*** Opening of Excerpted records ***
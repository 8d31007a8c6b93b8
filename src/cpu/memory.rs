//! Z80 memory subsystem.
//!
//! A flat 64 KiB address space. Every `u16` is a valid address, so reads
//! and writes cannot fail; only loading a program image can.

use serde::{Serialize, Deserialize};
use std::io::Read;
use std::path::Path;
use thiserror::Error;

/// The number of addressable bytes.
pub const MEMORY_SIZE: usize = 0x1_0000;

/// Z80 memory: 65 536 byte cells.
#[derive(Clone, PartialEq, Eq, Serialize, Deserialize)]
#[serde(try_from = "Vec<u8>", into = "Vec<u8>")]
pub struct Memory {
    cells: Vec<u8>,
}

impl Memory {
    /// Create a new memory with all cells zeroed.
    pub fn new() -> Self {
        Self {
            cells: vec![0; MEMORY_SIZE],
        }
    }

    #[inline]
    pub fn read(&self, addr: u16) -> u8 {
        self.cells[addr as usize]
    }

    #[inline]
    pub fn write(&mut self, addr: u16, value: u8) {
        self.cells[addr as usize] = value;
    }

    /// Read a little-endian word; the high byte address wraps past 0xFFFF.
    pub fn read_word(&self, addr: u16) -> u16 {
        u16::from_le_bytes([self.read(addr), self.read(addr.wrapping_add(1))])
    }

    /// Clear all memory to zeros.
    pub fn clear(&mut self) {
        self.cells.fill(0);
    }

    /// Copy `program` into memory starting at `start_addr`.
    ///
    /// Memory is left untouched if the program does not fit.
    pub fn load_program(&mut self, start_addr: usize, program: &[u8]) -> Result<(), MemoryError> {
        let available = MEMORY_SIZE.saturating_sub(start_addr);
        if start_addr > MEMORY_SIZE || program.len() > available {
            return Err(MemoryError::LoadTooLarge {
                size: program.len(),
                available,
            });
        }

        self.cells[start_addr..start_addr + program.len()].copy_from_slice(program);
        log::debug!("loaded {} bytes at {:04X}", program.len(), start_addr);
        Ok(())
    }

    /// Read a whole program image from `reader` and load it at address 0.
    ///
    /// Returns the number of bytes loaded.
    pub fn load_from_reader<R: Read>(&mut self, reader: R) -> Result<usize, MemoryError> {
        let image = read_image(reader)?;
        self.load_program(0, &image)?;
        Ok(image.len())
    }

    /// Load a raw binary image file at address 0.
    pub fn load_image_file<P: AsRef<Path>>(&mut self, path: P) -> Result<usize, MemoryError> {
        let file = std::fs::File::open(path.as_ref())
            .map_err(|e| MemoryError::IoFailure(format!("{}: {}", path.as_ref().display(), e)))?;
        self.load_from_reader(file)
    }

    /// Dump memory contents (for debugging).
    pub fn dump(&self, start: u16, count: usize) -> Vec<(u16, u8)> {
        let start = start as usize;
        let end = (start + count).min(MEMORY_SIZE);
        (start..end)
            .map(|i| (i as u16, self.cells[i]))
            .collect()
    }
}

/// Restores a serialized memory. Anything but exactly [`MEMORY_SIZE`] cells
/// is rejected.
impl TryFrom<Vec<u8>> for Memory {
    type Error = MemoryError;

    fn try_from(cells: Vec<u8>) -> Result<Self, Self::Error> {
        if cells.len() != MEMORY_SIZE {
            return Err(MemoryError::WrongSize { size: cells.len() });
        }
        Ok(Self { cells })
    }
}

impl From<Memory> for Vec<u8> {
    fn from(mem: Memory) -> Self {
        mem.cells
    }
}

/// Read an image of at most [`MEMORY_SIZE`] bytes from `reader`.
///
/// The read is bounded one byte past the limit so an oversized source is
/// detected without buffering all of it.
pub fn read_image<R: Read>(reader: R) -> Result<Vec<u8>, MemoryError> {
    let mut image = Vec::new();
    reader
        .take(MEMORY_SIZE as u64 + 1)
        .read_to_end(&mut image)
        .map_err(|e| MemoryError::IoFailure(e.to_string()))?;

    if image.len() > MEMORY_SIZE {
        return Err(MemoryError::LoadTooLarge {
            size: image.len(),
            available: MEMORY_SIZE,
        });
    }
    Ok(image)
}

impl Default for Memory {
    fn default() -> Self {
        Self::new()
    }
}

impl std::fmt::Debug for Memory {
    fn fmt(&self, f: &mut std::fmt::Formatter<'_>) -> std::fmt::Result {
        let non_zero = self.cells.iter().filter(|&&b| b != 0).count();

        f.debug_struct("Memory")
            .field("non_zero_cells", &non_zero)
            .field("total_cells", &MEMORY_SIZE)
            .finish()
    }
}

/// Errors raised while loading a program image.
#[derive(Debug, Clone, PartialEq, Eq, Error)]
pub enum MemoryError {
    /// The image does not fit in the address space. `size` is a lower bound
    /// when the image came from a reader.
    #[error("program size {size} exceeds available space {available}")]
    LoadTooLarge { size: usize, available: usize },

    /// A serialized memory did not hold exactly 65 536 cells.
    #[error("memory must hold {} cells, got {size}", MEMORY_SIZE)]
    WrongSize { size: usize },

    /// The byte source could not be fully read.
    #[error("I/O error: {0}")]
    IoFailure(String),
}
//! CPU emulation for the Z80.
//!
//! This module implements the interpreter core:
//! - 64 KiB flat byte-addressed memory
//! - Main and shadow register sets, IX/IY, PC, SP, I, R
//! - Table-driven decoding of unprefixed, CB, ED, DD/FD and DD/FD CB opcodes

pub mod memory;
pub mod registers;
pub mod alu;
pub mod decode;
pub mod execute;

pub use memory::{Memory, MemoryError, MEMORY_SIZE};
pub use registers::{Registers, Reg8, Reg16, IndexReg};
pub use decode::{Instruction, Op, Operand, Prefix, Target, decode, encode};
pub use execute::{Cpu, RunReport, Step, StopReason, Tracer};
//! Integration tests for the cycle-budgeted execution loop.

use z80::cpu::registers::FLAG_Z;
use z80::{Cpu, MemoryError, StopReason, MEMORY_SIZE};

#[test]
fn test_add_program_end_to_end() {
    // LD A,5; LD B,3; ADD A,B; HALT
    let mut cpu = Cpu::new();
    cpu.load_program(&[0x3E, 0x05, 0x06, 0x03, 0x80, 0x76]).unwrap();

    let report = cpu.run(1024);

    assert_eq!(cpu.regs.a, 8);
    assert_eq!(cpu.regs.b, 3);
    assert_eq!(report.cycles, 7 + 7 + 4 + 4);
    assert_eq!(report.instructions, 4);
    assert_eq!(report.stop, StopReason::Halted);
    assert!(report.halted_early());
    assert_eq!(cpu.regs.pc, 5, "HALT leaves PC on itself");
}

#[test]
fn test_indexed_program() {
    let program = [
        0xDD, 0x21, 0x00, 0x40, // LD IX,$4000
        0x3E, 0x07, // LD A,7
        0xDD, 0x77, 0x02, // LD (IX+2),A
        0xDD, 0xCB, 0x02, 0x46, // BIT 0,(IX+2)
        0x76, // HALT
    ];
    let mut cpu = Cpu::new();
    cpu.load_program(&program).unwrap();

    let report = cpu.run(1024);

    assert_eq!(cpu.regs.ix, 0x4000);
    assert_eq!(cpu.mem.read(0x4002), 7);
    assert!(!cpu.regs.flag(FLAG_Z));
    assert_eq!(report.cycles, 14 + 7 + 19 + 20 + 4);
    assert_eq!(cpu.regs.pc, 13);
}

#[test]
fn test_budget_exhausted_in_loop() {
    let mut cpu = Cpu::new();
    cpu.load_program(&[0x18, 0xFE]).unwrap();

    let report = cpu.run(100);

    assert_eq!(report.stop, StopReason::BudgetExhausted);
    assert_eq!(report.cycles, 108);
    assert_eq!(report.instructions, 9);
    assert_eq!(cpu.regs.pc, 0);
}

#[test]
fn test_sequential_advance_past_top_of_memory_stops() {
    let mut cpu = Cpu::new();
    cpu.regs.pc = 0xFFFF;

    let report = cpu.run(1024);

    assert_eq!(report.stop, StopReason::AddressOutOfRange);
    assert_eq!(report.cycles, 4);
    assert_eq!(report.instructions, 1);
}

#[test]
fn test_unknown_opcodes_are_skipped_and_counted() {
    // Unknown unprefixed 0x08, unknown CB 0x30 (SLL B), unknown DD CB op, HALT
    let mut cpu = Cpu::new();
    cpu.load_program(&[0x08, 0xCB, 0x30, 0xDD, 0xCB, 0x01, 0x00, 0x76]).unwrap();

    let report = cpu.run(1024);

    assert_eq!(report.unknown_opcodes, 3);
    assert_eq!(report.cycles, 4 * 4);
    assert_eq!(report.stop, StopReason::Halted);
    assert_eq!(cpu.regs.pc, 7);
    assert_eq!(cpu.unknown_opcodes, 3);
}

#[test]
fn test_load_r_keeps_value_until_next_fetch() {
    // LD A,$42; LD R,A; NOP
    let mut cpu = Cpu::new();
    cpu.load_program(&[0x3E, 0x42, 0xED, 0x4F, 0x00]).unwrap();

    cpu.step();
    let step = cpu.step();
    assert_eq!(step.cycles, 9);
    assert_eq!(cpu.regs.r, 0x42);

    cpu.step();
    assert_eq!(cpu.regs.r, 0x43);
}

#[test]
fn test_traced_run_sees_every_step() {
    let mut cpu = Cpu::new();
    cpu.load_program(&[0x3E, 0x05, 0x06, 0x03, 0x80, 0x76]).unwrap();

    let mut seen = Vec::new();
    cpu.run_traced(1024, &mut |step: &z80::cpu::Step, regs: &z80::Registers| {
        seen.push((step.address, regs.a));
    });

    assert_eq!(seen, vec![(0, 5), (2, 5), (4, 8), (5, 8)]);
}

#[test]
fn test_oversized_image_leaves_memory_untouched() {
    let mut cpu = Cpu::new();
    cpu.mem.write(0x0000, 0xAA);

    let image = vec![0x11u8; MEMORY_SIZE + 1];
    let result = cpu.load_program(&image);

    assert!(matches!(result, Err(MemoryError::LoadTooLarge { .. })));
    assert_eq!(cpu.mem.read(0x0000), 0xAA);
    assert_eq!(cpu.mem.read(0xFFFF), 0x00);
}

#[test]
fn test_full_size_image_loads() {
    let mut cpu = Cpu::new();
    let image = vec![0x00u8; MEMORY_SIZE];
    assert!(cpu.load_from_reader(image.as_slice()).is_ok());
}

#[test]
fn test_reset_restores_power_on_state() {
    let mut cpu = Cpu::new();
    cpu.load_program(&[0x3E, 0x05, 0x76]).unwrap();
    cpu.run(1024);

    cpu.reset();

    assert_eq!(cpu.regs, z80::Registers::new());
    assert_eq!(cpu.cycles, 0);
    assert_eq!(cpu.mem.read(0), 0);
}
*** Close of Excerpted records ***
:: Work request ::
The answer is the records above restated word for word from their opening line through the line that holds "memory to zeros.", both included, and nothing else.

:: Reply ::
repository 8d31007a8c6b93b8
filename src/cpu/memory.rs
//! Z80 memory subsystem.
//!
//! A flat 64 KiB address space. Every `u16` is a valid address, so reads
//! and writes cannot fail; only loading a program image can.

use serde::{Serialize, Deserialize};
use std::io::Read;
use std::path::Path;
use thiserror::Error;

/// The number of addressable bytes.
pub const MEMORY_SIZE: usize = 0x1_0000;

/// Z80 memory: 65 536 byte cells.
#[derive(Clone, PartialEq, Eq, Serialize, Deserialize)]
#[serde(try_from = "Vec<u8>", into = "Vec<u8>")]
pub struct Memory {
    cells: Vec<u8>,
}

impl Memory {
    /// Create a new memory with all cells zeroed.
    pub fn new() -> Self {
        Self {
            cells: vec![0; MEMORY_SIZE],
        }
    }

    #[inline]
    pub fn read(&self, addr: u16) -> u8 {
        self.cells[addr as usize]
    }

    #[inline]
    pub fn write(&mut self, addr: u16, value: u8) {
        self.cells[addr as usize] = value;
    }

    /// Read a little-endian word; the high byte address wraps past 0xFFFF.
    pub fn read_word(&self, addr: u16) -> u16 {
        u16::from_le_bytes([self.read(addr), self.read(addr.wrapping_add(1))])
    }

    /// Clear all memory to zeros.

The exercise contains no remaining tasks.